Obiettivo della Regione è quello di sviluppare un tessuto di collaborazioni fra i diversi soggetti coinvolti nello sviluppo economico-scientifico. Si tratta di "una sfida da vincere – ha dichiarato l’assessore alle Politiche Economiche Fabio Gava – per creare una vera rete tra tutti gli attori del sistema che sinora è mancata e che è ora simboleggiata dal Tavolo di questo Comitato attorno al quale è iniziato un nuovo modo di ragionare comune". Queste le tappe previste dall’amministrazione regionale: entro fine marzo il parere del Comitato sui contenuti del Piano Triennale, entro il 30 aprile l’approvazione in Giunta e la sua trasmissione in Consiglio regionale per l’approvazione, prevista entro il 31 luglio; entro il primo ottobre il varo del Bando per le Aziende; entro fine 2008 il primo impegno dei fondi.
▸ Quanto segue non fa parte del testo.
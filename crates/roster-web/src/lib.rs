//! JSON status and control surface for the roster sync.

use std::sync::Arc;

use axum::{
    extract::{Query, State},
    http::StatusCode,
    response::{IntoResponse, Response},
    routing::{get, post},
    Json, Router,
};
use roster_core::{ErrorKind, QueueEntry};
use roster_storage::QueueStats;
use roster_sync::{
    build_orchestrator, maybe_build_scheduler, RunOptions, SyncConfig, SyncError, SyncOrchestrator,
};
use serde::{Deserialize, Serialize};
use serde_json::json;
use tokio::net::TcpListener;
use tracing::{info, warn};

pub const CRATE_NAME: &str = "roster-web";

/// Either a ready orchestrator or the reason there is none. Every route
/// answers 503 in the second case.
#[derive(Clone)]
pub struct AppState {
    sync: Result<Arc<SyncOrchestrator>, String>,
}

impl AppState {
    pub fn new(orchestrator: Arc<SyncOrchestrator>) -> Self {
        Self {
            sync: Ok(orchestrator),
        }
    }

    pub fn unconfigured(reason: impl Into<String>) -> Self {
        Self {
            sync: Err(reason.into()),
        }
    }

    fn orchestrator(&self) -> Result<&Arc<SyncOrchestrator>, Response> {
        self.sync.as_ref().map_err(|reason| {
            error_response(StatusCode::SERVICE_UNAVAILABLE, ErrorKind::Configuration, reason)
        })
    }
}

#[derive(Debug, Default, Deserialize)]
struct MissingParams {
    #[serde(default)]
    use_cache: bool,
}

#[derive(Debug, Default, Deserialize)]
struct SyncParams {
    max_artists: Option<usize>,
    #[serde(default)]
    use_cache: bool,
}

#[derive(Debug, Serialize)]
struct ResearchStatus {
    stats: QueueStats,
    failed: Vec<QueueEntry>,
}

pub fn app(state: AppState) -> Router {
    Router::new()
        .route("/status", get(status_handler))
        .route("/missing", get(missing_handler))
        .route("/research-status", get(research_status_handler))
        .route("/sync", post(sync_handler))
        .route("/prepare-research", post(prepare_research_handler))
        .route("/lock/force-release", post(force_release_handler))
        .with_state(Arc::new(state))
}

pub async fn serve_from_env() -> anyhow::Result<()> {
    let port: u16 = std::env::var("ROSTER_WEB_PORT")
        .ok()
        .and_then(|v| v.parse().ok())
        .unwrap_or(8000);
    let config = SyncConfig::from_env();
    let mut scheduler = None;
    let state = match build_orchestrator(&config).await {
        Ok(orchestrator) => {
            let orchestrator = Arc::new(orchestrator);
            scheduler = maybe_build_scheduler(&config, orchestrator.clone()).await?;
            AppState::new(orchestrator)
        }
        Err(err) if err.kind() == ErrorKind::Configuration => {
            warn!(error = %err, "serving without a sync pipeline");
            AppState::unconfigured(err.to_string())
        }
        Err(err) => return Err(err.into()),
    };
    if let Some(sched) = &scheduler {
        sched.start().await?;
    }

    let listener = TcpListener::bind(("0.0.0.0", port)).await?;
    info!(port, "roster web listening");
    axum::serve(listener, app(state)).await?;
    Ok(())
}

async fn status_handler(State(state): State<Arc<AppState>>) -> Response {
    let orchestrator = match state.orchestrator() {
        Ok(o) => o,
        Err(resp) => return resp,
    };
    match orchestrator.status().await {
        Ok(status) => Json(status).into_response(),
        Err(err) => sync_error(err),
    }
}

async fn missing_handler(
    State(state): State<Arc<AppState>>,
    Query(params): Query<MissingParams>,
) -> Response {
    let orchestrator = match state.orchestrator() {
        Ok(o) => o,
        Err(resp) => return resp,
    };
    match orchestrator.diff(params.use_cache).await {
        Ok(diff) => Json(diff).into_response(),
        Err(err) => sync_error(err),
    }
}

async fn research_status_handler(State(state): State<Arc<AppState>>) -> Response {
    let orchestrator = match state.orchestrator() {
        Ok(o) => o,
        Err(resp) => return resp,
    };
    let queue = &orchestrator.stores().queue;
    let status = async {
        Ok::<_, SyncError>(ResearchStatus {
            stats: queue.stats().await?,
            failed: queue.list_failed().await?,
        })
    };
    match status.await {
        Ok(status) => Json(status).into_response(),
        Err(err) => sync_error(err),
    }
}

/// Starts a run in the background. A held lock answers 409 right away; a
/// run that loses the race afterwards only logs.
async fn sync_handler(
    State(state): State<Arc<AppState>>,
    Query(params): Query<SyncParams>,
) -> Response {
    let orchestrator = match state.orchestrator() {
        Ok(o) => o.clone(),
        Err(resp) => return resp,
    };
    match orchestrator.stores().lock.is_locked().await {
        Ok(true) => {
            return sync_error(SyncError::Conflict {
                holder: orchestrator
                    .stores()
                    .lock
                    .info()
                    .await
                    .ok()
                    .flatten()
                    .map(|info| info.owner_id),
            })
        }
        Ok(false) => {}
        Err(err) => return sync_error(err.into()),
    }

    let options = RunOptions {
        max_artists: params.max_artists,
        use_cached_snapshot: params.use_cache,
    };
    tokio::spawn(async move {
        match orchestrator.run(options).await {
            Ok(report) => info!(run_id = %report.run_id, "sync triggered over http finished"),
            Err(err) => warn!(error = %err, kind = %err.kind(), "sync triggered over http failed"),
        }
    });
    (StatusCode::ACCEPTED, Json(json!({ "status": "started" }))).into_response()
}

async fn prepare_research_handler(State(state): State<Arc<AppState>>) -> Response {
    let orchestrator = match state.orchestrator() {
        Ok(o) => o,
        Err(resp) => return resp,
    };
    match orchestrator.populate_queue_only().await {
        Ok(population) => Json(population).into_response(),
        Err(err) => sync_error(err),
    }
}

async fn force_release_handler(State(state): State<Arc<AppState>>) -> Response {
    let orchestrator = match state.orchestrator() {
        Ok(o) => o,
        Err(resp) => return resp,
    };
    match orchestrator.force_release().await {
        Ok(released) => Json(json!({ "released": released })).into_response(),
        Err(err) => sync_error(err),
    }
}

fn error_response(status: StatusCode, kind: ErrorKind, message: &str) -> Response {
    (status, Json(json!({ "error": message, "kind": kind }))).into_response()
}

fn sync_error(err: SyncError) -> Response {
    let status = match (&err, err.kind()) {
        (_, ErrorKind::Conflict) => StatusCode::CONFLICT,
        (_, ErrorKind::Configuration) => StatusCode::SERVICE_UNAVAILABLE,
        (SyncError::Upstream(_) | SyncError::Published(_), _) => StatusCode::BAD_GATEWAY,
        _ => StatusCode::INTERNAL_SERVER_ERROR,
    };
    error_response(status, err.kind(), &err.to_string())
}

#[cfg(test)]
mod tests {
    use super::*;
    use std::collections::BTreeMap;

    use async_trait::async_trait;
    use axum::body::Body;
    use http_body_util::BodyExt;
    use roster_adapters::{
        AdapterError, ContentGenerator, ImageProvider, JsonFileCatalog, JsonFilePublished,
        Publisher, SearchHit, SynthesisProvider, WebResearchProvider,
    };
    use roster_core::{
        ArtistCandidate, BilingualContent, Locale, MediaId, PageRef, ResearchResult, SocialLinks,
    };
    use roster_storage::{LockMetadata, SyncLock, DEFAULT_LOCK_MAX_AGE};
    use roster_sync::{no_delay_settings, CatalogRules, Collaborators, SyncStores};
    use serde_json::Value;
    use tempfile::TempDir;
    use tower::ServiceExt;

    /// Stands in for every collaborator a request never reaches.
    struct Offline;

    fn offline() -> AdapterError {
        AdapterError::NotConfigured {
            provider: "offline",
            detail: "not used in these tests".into(),
        }
    }

    #[async_trait]
    impl WebResearchProvider for Offline {
        async fn search(&self, _query: &str, _max: usize) -> Result<Vec<SearchHit>, AdapterError> {
            Err(offline())
        }
    }

    #[async_trait]
    impl SynthesisProvider for Offline {
        async fn synthesize(
            &self,
            _candidate: &ArtistCandidate,
            _hits: &[SearchHit],
        ) -> Result<Option<ResearchResult>, AdapterError> {
            Err(offline())
        }
    }

    #[async_trait]
    impl ContentGenerator for Offline {
        async fn generate(
            &self,
            _candidate: &ArtistCandidate,
            _research_text: &str,
        ) -> Result<BilingualContent, AdapterError> {
            Err(offline())
        }
    }

    #[async_trait]
    impl ImageProvider for Offline {
        async fn transfer(&self, _image_ref: &str, _name: &str) -> Result<Option<MediaId>, AdapterError> {
            Ok(None)
        }

        async fn find_existing(&self, _name: &str) -> Result<Option<MediaId>, AdapterError> {
            Ok(None)
        }
    }

    #[async_trait]
    impl Publisher for Offline {
        async fn publish(
            &self,
            _candidate: &ArtistCandidate,
            _content: &BilingualContent,
            _media_id: Option<MediaId>,
            _social_links: &SocialLinks,
        ) -> Result<BTreeMap<Locale, PageRef>, AdapterError> {
            Err(offline())
        }
    }

    async fn fixture_app() -> (TempDir, Arc<SyncOrchestrator>, Router) {
        let dir = tempfile::tempdir().expect("tempdir");
        let upstream = dir.path().join("upstream.json");
        let published = dir.path().join("published.json");
        std::fs::write(
            &upstream,
            r#"[
                {"source_id": "1", "display_name": "Röyksopp", "genres": ["electronic"]},
                {"source_id": "2", "display_name": "Bicep"},
                {"source_id": "3", "display_name": "Café Tacvba"}
            ]"#,
        )
        .unwrap();
        std::fs::write(
            &published,
            r#"[{"id": 5, "name": "Royksopp", "locale": "fr"}]"#,
        )
        .unwrap();

        let url = format!("sqlite://{}", dir.path().join("roster.db").display());
        let pool = roster_storage::open(&url).await.expect("open database");
        let offline = Arc::new(Offline);
        let collaborators = Collaborators {
            upstream: Arc::new(JsonFileCatalog::new("fixture", upstream)),
            published: Arc::new(JsonFilePublished::new(published)),
            search: offline.clone(),
            synthesis: offline.clone(),
            content: offline.clone(),
            images: offline.clone(),
            publisher: offline,
        };
        let stores = SyncStores::new(pool, DEFAULT_LOCK_MAX_AGE, dir.path().join("snapshots"));
        let orchestrator = Arc::new(SyncOrchestrator::new(
            collaborators,
            stores,
            CatalogRules::default(),
            no_delay_settings("web-test"),
        ));
        let router = app(AppState::new(orchestrator.clone()));
        (dir, orchestrator, router)
    }

    async fn call(router: Router, method: &str, uri: &str) -> (StatusCode, Value) {
        let resp = router
            .oneshot(
                axum::http::Request::builder()
                    .method(method)
                    .uri(uri)
                    .body(Body::empty())
                    .unwrap(),
            )
            .await
            .unwrap();
        let status = resp.status();
        let body = resp.into_body().collect().await.unwrap().to_bytes();
        (status, serde_json::from_slice(&body).unwrap())
    }

    #[tokio::test]
    async fn unconfigured_service_answers_503() {
        let router = app(AppState::unconfigured("missing ANTHROPIC_API_KEY"));
        let (status, body) = call(router.clone(), "GET", "/status").await;
        assert_eq!(status, StatusCode::SERVICE_UNAVAILABLE);
        assert_eq!(body["kind"], "configuration");
        assert!(body["error"].as_str().unwrap().contains("ANTHROPIC_API_KEY"));

        let (status, _) = call(router, "POST", "/sync").await;
        assert_eq!(status, StatusCode::SERVICE_UNAVAILABLE);
    }

    #[tokio::test]
    async fn status_starts_as_never_run() {
        let (_dir, _orchestrator, router) = fixture_app().await;
        let (status, body) = call(router, "GET", "/status").await;
        assert_eq!(status, StatusCode::OK);
        assert_eq!(body["status"], "never_run");
        assert!(body["lock"].is_null());
        assert_eq!(body["queue"]["total"], 0);
    }

    #[tokio::test]
    async fn missing_lists_unpublished_artists_in_upstream_order() {
        let (_dir, _orchestrator, router) = fixture_app().await;
        let (status, body) = call(router, "GET", "/missing").await;
        assert_eq!(status, StatusCode::OK);
        let names: Vec<&str> = body["missing"]
            .as_array()
            .unwrap()
            .iter()
            .map(|c| c["display_name"].as_str().unwrap())
            .collect();
        assert_eq!(names, vec!["Bicep", "Café Tacvba"]);
        assert_eq!(body["upstream_count"], 3);
    }

    #[tokio::test]
    async fn prepare_research_fills_the_queue() {
        let (_dir, _orchestrator, router) = fixture_app().await;
        let (status, body) = call(router.clone(), "POST", "/prepare-research").await;
        assert_eq!(status, StatusCode::OK);
        assert_eq!(body["added"], 2);

        let (status, body) = call(router, "GET", "/research-status").await;
        assert_eq!(status, StatusCode::OK);
        assert_eq!(body["stats"]["pending"], 2);
        assert_eq!(body["failed"].as_array().unwrap().len(), 0);
    }

    #[tokio::test]
    async fn sync_while_locked_is_409_until_force_released() {
        let (dir, _orchestrator, router) = fixture_app().await;
        let url = format!("sqlite://{}", dir.path().join("roster.db").display());
        let other = SyncLock::new(roster_storage::open(&url).await.unwrap());
        assert!(other.acquire(&LockMetadata::new("cron-host")).await.unwrap());

        let (status, body) = call(router.clone(), "POST", "/sync").await;
        assert_eq!(status, StatusCode::CONFLICT);
        assert_eq!(body["kind"], "conflict");

        let (status, body) = call(router.clone(), "GET", "/status").await;
        assert_eq!(status, StatusCode::OK);
        assert_eq!(body["status"], "running");
        assert_eq!(body["lock"]["owner_id"], "cron-host");

        let (status, body) = call(router.clone(), "POST", "/lock/force-release").await;
        assert_eq!(status, StatusCode::OK);
        assert_eq!(body["released"], true);

        let (_, body) = call(router, "GET", "/status").await;
        assert!(body["lock"].is_null());
    }
}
"I finanziamenti – ha precisato Gava – non saranno distribuiti a pioggia, ma si concentreranno su progetti di ampio respiro, alcuni anche a regìa regionale, in grado di incidere sull’intero sistema produttivo". Sono nove i punti su cui si basa l’azione della regione Veneto: sostegno alla ricerca industriale e sviluppo sperimentale, sostegno all’innovazione, diffusione del trasferimento tecnologico, sostegno ai diritti di proprietà industriale delle Pmi, valorizzazione delle collaborazioni estere, sviluppo di nuove imprese in settori ad elevata tecnologia, sviluppo dei Poli dell’Innovazione, attrazione e qualificazione delle risorse umane, promozione di azioni innovative a favore della Pubblica Amministrazione nel settore dell’e-government.